E l’opposizione? Perché mantiene il silenzio? Forse perché siamo in estate? O perché è stanca? Perché, mi chiedo, una parte dei miei compagni vuole un governo a ogni costo, foss’anche quello dell’identificazione con la malattia piuttosto che della solidarietà con le vittime della malattia? Le forze del Bene perdono la speranza, fanno le valige e ci abbandonano, insieme al sionismo. Uno stato sciovinista e crudele in cui imperversa la discriminazione; uno stato dove i ricchi sono all’estero e i poveri deambulano nelle strade; uno stato in cui il potere è corrotto e la politica corruttrice; uno stato di poveri e di generali; uno stato di razziatori e di coloni: questo è in sunto il sionismo nella fase più critica della propria storia.

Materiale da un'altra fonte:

//! # Task Ledger Service
//!
//! Owns the task collection for the current session. Every request captures
//! the session epoch; a response whose epoch is no longer current is dropped
//! and the caller sees `AuthRequired`.
//!
//! Listings are ordered by a ledger-local sequence number: a listing issued
//! before one that has already been applied is stale and ignored.

use std::sync::Arc;

use async_trait::async_trait;
use ic_01_session::SessionApi;
use parking_lot::Mutex;
use shared_types::{ClientError, ClientResult, Credentials, SessionEpoch, Task, TaskId};
use tracing::{debug, info, warn};

use crate::domain::{ImageUpload, LedgerSnapshot, StatusRegression, TaskCollection};
use crate::ports::inbound::TaskLedgerApi;
use crate::ports::outbound::TaskBackend;

/// Regressions kept for inspection; older ones are dropped.
const MAX_REGRESSIONS: usize = 32;

#[derive(Debug, Default)]
struct LedgerState {
    collection: TaskCollection,
    /// Session the collection belongs to.
    owner: Option<SessionEpoch>,
    seq: u64,
    last_applied_fetch: Option<u64>,
    fetches_in_flight: usize,
    submissions_in_flight: usize,
    error: Option<String>,
    regressions: Vec<StatusRegression>,
}

impl LedgerState {
    fn next_seq(&mut self) -> u64 {
        self.seq += 1;
        self.seq
    }

    /// Forgets another session's tasks before applying a response of `epoch`.
    fn adopt(&mut self, epoch: SessionEpoch) {
        if self.owner == Some(epoch) {
            return;
        }
        if self.owner.is_some() {
            debug!(epoch = %epoch, "session changed, resetting task collection");
        }
        self.reset();
        self.owner = Some(epoch);
    }

    fn reset(&mut self) {
        self.collection.clear();
        self.owner = None;
        self.last_applied_fetch = None;
        self.error = None;
        self.regressions.clear();
    }

    fn flag(&mut self, regressions: impl IntoIterator<Item = StatusRegression>) {
        for regression in regressions {
            warn!(
                task_id = %regression.task_id,
                current = %regression.current,
                reported = %regression.reported,
                "backend reported an older task status, keeping current"
            );
            self.regressions.push(regression);
        }
        let overflow = self.regressions.len().saturating_sub(MAX_REGRESSIONS);
        self.regressions.drain(..overflow);
    }
}

#[derive(Clone, Copy)]
enum Activity {
    Fetch,
    Submit,
}

/// Keeps the loading/submitting flags accurate even if the calling future is
/// dropped mid-request.
struct InFlight<'a> {
    state: &'a Mutex<LedgerState>,
    activity: Activity,
}

impl<'a> InFlight<'a> {
    fn start(state: &'a Mutex<LedgerState>, activity: Activity) -> Self {
        {
            let mut st = state.lock();
            match activity {
                Activity::Fetch => st.fetches_in_flight += 1,
                Activity::Submit => st.submissions_in_flight += 1,
            }
        }
        Self { state, activity }
    }
}

impl Drop for InFlight<'_> {
    fn drop(&mut self) {
        let mut st = self.state.lock();
        match self.activity {
            Activity::Fetch => st.fetches_in_flight = st.fetches_in_flight.saturating_sub(1),
            Activity::Submit => {
                st.submissions_in_flight = st.submissions_in_flight.saturating_sub(1)
            }
        }
    }
}

pub struct TaskLedger {
    backend: Arc<dyn TaskBackend>,
    session: Arc<dyn SessionApi>,
    state: Mutex<LedgerState>,
}

impl TaskLedger {
    pub fn new(backend: Arc<dyn TaskBackend>, session: Arc<dyn SessionApi>) -> Self {
        Self {
            backend,
            session,
            state: Mutex::new(LedgerState::default()),
        }
    }

    fn credentials_for(&self, action: &str) -> ClientResult<Credentials> {
        self.session.credentials().map_err(|err| {
            self.state.lock().error = Some(format!("Failed to {action}: {err}"));
            err
        })
    }
}

#[async_trait]
impl TaskLedgerApi for TaskLedger {
    async fn fetch_tasks(&self) -> ClientResult<Vec<Task>> {
        let credentials = self.credentials_for("fetch tasks")?;
        let started = {
            let mut st = self.state.lock();
            st.error = None;
            st.next_seq()
        };

        let in_flight = InFlight::start(&self.state, Activity::Fetch);
        let result = self.backend.list_tasks(&credentials.token).await;
        drop(in_flight);

        let mut st = self.state.lock();
        if !self.session.is_current(credentials.epoch) {
            debug!(epoch = %credentials.epoch, "discarding task listing for ended session");
            return Err(ClientError::AuthRequired);
        }
        match result {
            Ok(listing) => {
                st.adopt(credentials.epoch);
                if st.last_applied_fetch.is_some_and(|last| started < last) {
                    debug!(started, "discarding task listing older than the applied one");
                    return Ok(st.collection.tasks());
                }
                st.last_applied_fetch = Some(started);
                let report = st.collection.replace_with_listing(listing, started);
                debug!(
                    listed = report.listed,
                    retained_local = report.retained_local,
                    duplicates = report.duplicates,
                    "task listing applied"
                );
                st.flag(report.regressions);
                Ok(st.collection.tasks())
            }
            Err(err) => {
                let err = ClientError::from(err);
                warn!(error = %err, "task listing failed");
                st.error = Some(format!("Failed to fetch tasks: {err}"));
                Err(err)
            }
        }
    }

    async fn create_task(
        &self,
        image: ImageUpload,
        metadata: Option<String>,
    ) -> ClientResult<Task> {
        let metadata = metadata
            .map(|m| m.trim().to_string())
            .filter(|m| !m.is_empty());
        let credentials = self.credentials_for("create task")?;
        self.state.lock().error = None;

        let in_flight = InFlight::start(&self.state, Activity::Submit);
        let result = self
            .backend
            .create_task(&credentials.token, &image, metadata.as_deref())
            .await;
        drop(in_flight);

        let mut st = self.state.lock();
        if !self.session.is_current(credentials.epoch) {
            debug!(epoch = %credentials.epoch, "discarding created task for ended session");
            return Err(ClientError::AuthRequired);
        }
        match result {
            Ok(task) => {
                st.adopt(credentials.epoch);
                let seq = st.next_seq();
                let regression = st.collection.insert_created(task.clone(), seq);
                st.flag(regression);
                info!(task_id = %task.id(), status = %task.status(), file = image.file_name(), "task created");
                Ok(task)
            }
            Err(err) => {
                let err = ClientError::from(err);
                warn!(error = %err, file = image.file_name(), "task submission failed");
                st.error = Some(format!("Failed to create task: {err}"));
                Err(err)
            }
        }
    }

    async fn fetch_task(&self, id: TaskId) -> ClientResult<Task> {
        let credentials = self.credentials_for("fetch task")?;
        let result = self.backend.get_task(&credentials.token, id).await;

        let mut st = self.state.lock();
        if !self.session.is_current(credentials.epoch) {
            return Err(ClientError::AuthRequired);
        }
        match result {
            Ok(task) if task.id() != id => {
                let err = ClientError::NetworkOrServer(format!(
                    "requested task {id} but backend returned task {}",
                    task.id()
                ));
                st.error = Some(format!("Failed to fetch task: {err}"));
                Err(err)
            }
            Ok(task) => {
                st.adopt(credentials.epoch);
                let seq = st.next_seq();
                let regression = st.collection.upsert(task, seq);
                st.flag(regression);
                st.collection
                    .get(&id)
                    .cloned()
                    .ok_or_else(|| ClientError::NetworkOrServer(format!("task {id} vanished")))
            }
            Err(err) => {
                let err = ClientError::from(err);
                warn!(task_id = %id, error = %err, "task refresh failed");
                st.error = Some(format!("Failed to fetch task: {err}"));
                Err(err)
            }
        }
    }

    fn snapshot(&self) -> LedgerSnapshot {
        let st = self.state.lock();
        LedgerSnapshot {
            tasks: st.collection.tasks(),
            loading: st.fetches_in_flight > 0,
            submitting: st.submissions_in_flight > 0,
            error: st.error.clone(),
            regressions: st.regressions.clone(),
        }
    }

    fn clear(&self) {
        self.state.lock().reset();
        debug!("task ledger cleared");
    }
}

L’aternativa è una presa di posizione radicale: il bianco o il nero – tirarsi indietro equivarrebbe a essere complici dell’abiezione. Queste sono le componenti dell’opzione sionista autentica: una frontiera incontestata; un piano sociale globale per guarire la società israeliana dalla sua insensibilità e dalla sua assenza di solidarietà; la messa al bando del personale politico corrotto oggi al potere. Non si tratta più di laburisti contro il Likud, di destra contro sinistra. Al posto di tutto ciò, bisogna opporre ciò che è permesso a ciò che è proibito; il rispetto della legge alla delinquenza. Non possiamo più accontentarci di un’alternativa politica al governo Sharon. Ci vuole un’alternativa di speranza alla rovina del sionismo e dei suoi valori da parte di demolitori muti, ciechi e privi di ogni sensibilità.